A mobilização independente  é um passo político fundamental para inaugurar uma nova história da luta operária nos EUA, com seus efeitos sobre o conjunto dos trabalhadores nesse país e no mundo. Um passo a ser dado pelos próprios trabalhadores.


Se, como afirmamos, a única certeza é a luta, então o movimento atual dos trabalhadores dos serviços públicos federais demitidos pelo governo Trump, pode sinalizar, num contexto inflacionário provocado pela "guerra comercial", uma mobilização mais ampla, incluindo os trabalhadores do setor privado.



Notas


[1] O controle estadunidense sobre as terras raras na Ucrânia, na Groenlândia  e na República do Congo, resulta da situação de dependência  da importação de 15 minerais críticos, sendo 70% da China (ver matéria “Trump evoca emergência para produção de mineral”, de Valor, 21/03/25)

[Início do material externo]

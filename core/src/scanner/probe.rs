use std::net::{IpAddr, Ipv4Addr, SocketAddr};
use std::time::Duration;

use tokio::net::TcpStream;
use tokio::time::timeout;

/// Why a host is absent from the scan results. Never shown to the
/// operator; kept for diagnostics and tests.
#[derive(Debug, Clone, Copy, PartialEq, Eq)]
pub enum UnreachableCause {
    /// No answer within the probe timeout.
    TimedOut,
    /// The connect attempt failed outright (refused, unreachable, ...).
    Rejected,
}

/// Classification of a single reachability probe.
#[derive(Debug, Clone, Copy, PartialEq, Eq)]
pub enum ProbeOutcome {
    Reachable,
    Unreachable(UnreachableCause),
}

impl ProbeOutcome {
    pub fn is_reachable(self) -> bool {
        matches!(self, ProbeOutcome::Reachable)
    }
}

/// Attempts one TCP connection within `probe_timeout`.
///
/// Every failure mode collapses into an [`UnreachableCause`]; nothing
/// propagates and nothing is retried. The socket is dropped as soon as the
/// connect attempt resolves.
pub async fn tcp_probe(addr: Ipv4Addr, port: u16, probe_timeout: Duration) -> ProbeOutcome {
    let socket_addr: SocketAddr = SocketAddr::new(IpAddr::V4(addr), port);

    match timeout(probe_timeout, TcpStream::connect(socket_addr)).await {
        Ok(Ok(_stream)) => ProbeOutcome::Reachable,
        Ok(Err(_refused)) => ProbeOutcome::Unreachable(UnreachableCause::Rejected),
        Err(_elapsed) => ProbeOutcome::Unreachable(UnreachableCause::TimedOut),
    }
}

// ╔════════════════════════════════════════════╗
// ║ ████████╗███████╗███████╗████████╗███████╗ ║
// ║ ╚══██╔══╝██╔════╝██╔════╝╚══██╔══╝██╔════╝ ║
// ║    ██║   █████╗  ███████╗   ██║   ███████╗ ║
// ║    ██║   ██╔══╝  ╚════██║   ██║   ╚════██║ ║
// ║    ██║   ███████╗███████║   ██║   ███████║ ║
// ║    ╚═╝   ╚══════╝╚══════╝   ╚═╝   ╚══════╝ ║
// ╚════════════════════════════════════════════╝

[2] Esta unidade entre a política externa e interna é percebida por Dominik Leusder: “O declínio do emprego industrial é visto como a raiz do mal-estar do país, e o comércio, especificamente a relação comercial dos EUA com a China, é o principal impulsionador desse declínio. Essa teoria da crise é amplamente bipartidária. O consenso é evidenciado pelo casamento trumpiano do governo Biden entre política de segurança nacional e política industrial em conjunto com restrições comerciais impostas com o objetivo explícito de impedir o desenvolvimento tecnológico da China.”  Jacobin, 28.01.2025, disponivel em Tariffs Are a Costly Nonsolution to the US’s Social Crisis.

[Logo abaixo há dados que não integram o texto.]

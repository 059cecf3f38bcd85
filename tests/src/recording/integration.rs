#![cfg(test)]
use std::net::Ipv4Addr;
use std::path::PathBuf;

use watchr_common::config::{RecordConfig, StreamConfig};
use watchr_core::recorder::RecordJob;

fn scratch_dir(name: &str) -> PathBuf {
    std::env::temp_dir().join(format!("watchr-it-{}-{name}", std::process::id()))
}

fn stub_job(program: &str, output_dir: PathBuf) -> RecordJob {
    RecordJob::new(
        Ipv4Addr::new(10, 0, 0, 5),
        StreamConfig::default(),
        RecordConfig {
            output_dir,
            duration_minutes: 1,
            ffmpeg_program: String::from(program),
            ..RecordConfig::default()
        },
    )
}

#[cfg(unix)]
#[tokio::test]
async fn run_creates_the_output_directory_and_reports_success() {
    let dir = scratch_dir("create");
    let _ = std::fs::remove_dir_all(&dir);

    // `true` ignores the ffmpeg argument list and exits zero.
    let job = stub_job("true", dir.join("nested").join("out"));
    let status = job.run().await.unwrap();

    assert!(status.success());
    assert!(job.record.output_dir.is_dir());

    let _ = std::fs::remove_dir_all(&dir);
}

#[cfg(unix)]
#[tokio::test]
async fn a_nonzero_child_exit_is_a_status_not_an_error() {
    let dir = scratch_dir("nonzero");
    let job = stub_job("false", dir.clone());

    let status = job.run().await.unwrap();
    assert!(!status.success());

    let _ = std::fs::remove_dir_all(&dir);
}

#[tokio::test]
async fn a_missing_executable_surfaces_as_a_spawn_error() {
    let dir = scratch_dir("missing");
    let job = stub_job("watchr-definitely-not-installed", dir.clone());

    let err = job.run().await.unwrap_err();
    assert!(
        err.to_string()
            .contains("watchr-definitely-not-installed")
    );

    let _ = std::fs::remove_dir_all(&dir);
}

#[test]
fn reruns_with_the_same_inputs_target_the_same_file() {
    let dir = scratch_dir("deterministic");
    let first = stub_job("true", dir.clone());
    let second = stub_job("true", dir);

    assert_eq!(first.output_path(), second.output_path());
}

[3] De acordo com João Felipe R de Carvalho, em “Sun Belt, o calor extremo de 2023 e o impacto na vida dos trabalhadores latinos”, o sul do país abriga cerca de 45 milhões de cidadãos latinos, parcela significativa dos 62 milhões totais do país registrados pelo censo demográfico de 2020. Ver < https://www.opeu.org.br/2023/11/10/sun-belt-o-calor-extremo-de-2023-e-o-impacto-na-vida-dos-trabalhadores-latinos/ > em Latino Observatory e também “Mitos sobre imigração alimentam divisões entre trabalhadores”, de Aviva Chomsky  em < https://labornotes.org/2025/02/immigration-myths-feed-divisions-among-workers>


[4] Declaração da UAW sobre a nova ação tarifária, disponível em <https://uaw.org/uaw-statement-on-new-tariff-action/>




[7] Para quem não domina a língua inglesa, a tradução automática do texto na internet permite uma compreensão bastante razoável das matérias.